Outside of India, treatment with a pentavalent antimonial compound is usually effective. The use of an alternative parenteral agent should be considered even for first-line therapy in areas where resistance to pentavalent antimony therapy is prevalent, as it is in India, or if nonantimonial therapy would be advantageous for other reasons (eg, toxicity profile, duration of therapy).

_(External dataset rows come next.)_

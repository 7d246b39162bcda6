//! Golden-file tests against the fragment tree in test-fixtures/stacks
//!
//! The fixture store is only read; selections live in temporary state.

use pretty_assertions::assert_eq;
use stack_core::{
    Catalog, Document, ResourceKind, ResourceNames, Resolver, Selection, extract_names,
    image_names,
};
use stack_fs::NormalizedPath;
use std::path::PathBuf;

fn fixtures() -> PathBuf {
    PathBuf::from(env!("CARGO_MANIFEST_DIR")).join("../../test-fixtures")
}

fn catalog() -> Catalog {
    Catalog::discover(&NormalizedPath::new(fixtures().join("stacks"))).unwrap()
}

fn expected(name: &str) -> Document {
    let content = std::fs::read_to_string(fixtures().join("expected").join(name)).unwrap();
    Document::parse(&content).unwrap()
}

/// db/postgres and web/nginx enabled, both with their network addon.
fn networked_selection() -> Selection {
    let mut selection = Selection::new();
    for (category, option) in [("db", "postgres"), ("web", "nginx")] {
        selection.set_enabled(category, option, true);
        selection.set_addon(category, option, "network", true);
    }
    selection
}

#[test]
fn discovers_fixture_store_in_order() {
    let catalog = catalog();

    let options: Vec<String> = catalog.options().map(|o| o.reference().to_string()).collect();
    assert_eq!(
        options,
        vec!["db/postgres", "db/redis", "ml/jupyter", "web/nginx"]
    );

    let postgres = catalog.option("db", "postgres").unwrap();
    let addons: Vec<&str> = postgres.addons().iter().map(|a| a.name.as_str()).collect();
    assert_eq!(addons, vec!["network"]);
    assert!(catalog.option("db", "redis").unwrap().addons().is_empty());
}

#[test]
fn global_document_matches_golden() {
    let catalog = catalog();
    let selection = networked_selection();

    let global = Resolver::new(&catalog, &selection).global();
    assert_eq!(global, expected("global.yaml"));
}

#[test]
fn global_output_is_stable() {
    let catalog = catalog();
    let selection = networked_selection();
    let resolver = Resolver::new(&catalog, &selection);

    assert_eq!(
        resolver.global().to_yaml().unwrap(),
        resolver.global().to_yaml().unwrap()
    );
}

#[test]
fn inactive_addon_leaves_base_untouched() {
    let catalog = catalog();
    let mut selection = Selection::new();
    selection.set_enabled("ml", "jupyter", true);

    let jupyter = catalog.option("ml", "jupyter").unwrap();
    let resolver = Resolver::new(&catalog, &selection);
    let plain = resolver.resolve(jupyter).unwrap();
    assert!(!plain.to_yaml().unwrap().contains("nvidia"));

    selection.set_addon("ml", "jupyter", "gpu", true);
    let resolver = Resolver::new(&catalog, &selection);
    let with_gpu = resolver.resolve(jupyter).unwrap();
    assert!(with_gpu.to_yaml().unwrap().contains("nvidia"));
}

#[test]
fn names_of_global_document() {
    let catalog = catalog();
    let selection = networked_selection();
    let global = Resolver::new(&catalog, &selection).global();

    let names = ResourceNames::of(&global);
    let list = |kind| names.get(kind).iter().cloned().collect::<Vec<_>>();
    assert_eq!(list(ResourceKind::Container), vec!["stack-nginx", "stack-postgres"]);
    assert_eq!(list(ResourceKind::Network), vec!["stack-backend"]);
    assert_eq!(list(ResourceKind::Volume), vec!["stack-pgdata"]);

    let images: Vec<_> = image_names(&global).into_iter().collect();
    assert_eq!(images, vec!["nginx:1.27", "postgres:16"]);
}

#[test]
fn unnamed_service_falls_back_to_key() {
    let catalog = catalog();
    let selection = Selection::new();
    let redis = catalog.option("db", "redis").unwrap();

    let document = Resolver::new(&catalog, &selection).resolve(redis).unwrap();
    let containers: Vec<_> = extract_names(&document, ResourceKind::Container)
        .into_iter()
        .collect();
    assert_eq!(containers, vec!["redis"]);
}
//! Apply commands: compose up/down and per-option engine actions

use colored::Colorize;
use stack_core::{OptionDef, OptionRef, Reconciler, ResourceKind, extract_names, image_names};
use stack_engine::LiveState;

use crate::context::AppContext;
use crate::error::Result;

/// Whole-document compose actions.
#[derive(Debug, Clone, Copy, PartialEq, Eq)]
pub enum ComposeAction {
    Up,
    Down,
}

impl ComposeAction {
    fn args(&self) -> &'static [&'static str] {
        match self {
            Self::Up => &["up", "-d"],
            Self::Down => &["down"],
        }
    }
}

/// Per-option container actions.
#[derive(Debug, Clone, Copy, PartialEq, Eq)]
pub enum DirectAction {
    Start,
    Stop,
    Restart,
}

impl DirectAction {
    fn as_str(&self) -> &'static str {
        match self {
            Self::Start => "start",
            Self::Stop => "stop",
            Self::Restart => "restart",
        }
    }
}

/// Run the up and down commands
pub fn run_compose(ctx: &AppContext, action: ComposeAction) -> Result<()> {
    ctx.require_enabled()?;
    let document = ctx.resolver().global();
    ctx.runner().compose(&document, action.args())?;

    let state = refreshed_state(ctx);
    let reconciler = Reconciler::new(ctx.resolver(), &state);
    let live = ctx
        .resolver()
        .enabled_options()
        .filter(|option| reconciler.is_option_live(option))
        .count();
    let enabled = ctx.resolver().enabled_options().count();
    println!(
        "{} {} of {} enabled options running",
        "✓".green(),
        live.to_string().bold(),
        enabled
    );
    Ok(())
}

/// Run the start, stop and restart commands
pub fn run_direct(ctx: &AppContext, reference: &OptionRef, action: DirectAction) -> Result<()> {
    let option = ctx.option(reference)?;
    let document = ctx.resolver().resolve(option)?;
    let containers: Vec<String> = extract_names(&document, ResourceKind::Container)
        .into_iter()
        .collect();

    if containers.is_empty() {
        println!(
            "{} {} declares no containers",
            "warning:".yellow().bold(),
            reference.to_string().cyan()
        );
        return Ok(());
    }

    ctx.runner().run_direct(action.as_str(), &containers)?;
    report_option(ctx, option);
    Ok(())
}

/// Run the pull command
pub fn run_pull(ctx: &AppContext, reference: &OptionRef) -> Result<()> {
    let option = ctx.option(reference)?;
    let document = ctx.resolver().resolve(option)?;
    let images: Vec<String> = image_names(&document).into_iter().collect();

    if images.is_empty() {
        println!(
            "{} {} declares no images",
            "warning:".yellow().bold(),
            reference.to_string().cyan()
        );
        return Ok(());
    }

    // `pull` takes one image per invocation
    let runner = ctx.runner();
    for image in &images {
        runner.run_direct("pull", std::slice::from_ref(image))?;
    }
    println!(
        "{} pulled {} image(s) for {}",
        "✓".green(),
        images.len(),
        reference.to_string().cyan()
    );
    Ok(())
}

/// Poll once so the report reflects what the action just did.
fn refreshed_state(ctx: &AppContext) -> LiveState {
    let state = LiveState::new();
    state.poll(&ctx.query());
    state
}

fn report_option(ctx: &AppContext, option: &OptionDef) {
    let state = refreshed_state(ctx);
    let live = Reconciler::new(ctx.resolver(), &state).is_option_live(option);
    let status = if live {
        "running".green()
    } else {
        "not running".yellow()
    };
    println!(
        "{} {} {}",
        "✓".green(),
        option.reference().to_string().cyan(),
        status
    );
}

The advent of liposomal formulations of amphotericin B, which passively target amphotericin to macrophage-rich organs, have generally replaced the deoxycholate formulations. As noted earlier, liposomal amphotericin B is much more costly than conventional amphotericin B (making them cost-prohibitive in poor countries), but they are associated with less nephrotoxicity and can be given in considerably shorter courses. Although visceral leishmaniasis is traditionally treated with multiple doses of amphotericin B deoxycholate, it appears, based on a single randomized trial, that a single dose of liposomal amphotericin B may be just as effective and cheaper. [31]

Other parenteral alternatives that have merit include amphotericin B (not only in deoxycholate form but also in liposomal forms) and have generally replaced pentamidine. Injectable paromomycin has also been reported to be noninferior to amphotericin B.

Oral miltefosine is FDA approved for visceral, cutaneous, and mucocutaneous leishmaniasis. Sitamaquine is another oral therapy in the research pipeline for the treatment of visceral disease. Originally discovered by the Walter Reed Army Research Institute, this 8-aminoquinoline is currently undergoing phase 3 trials in Kenya and India.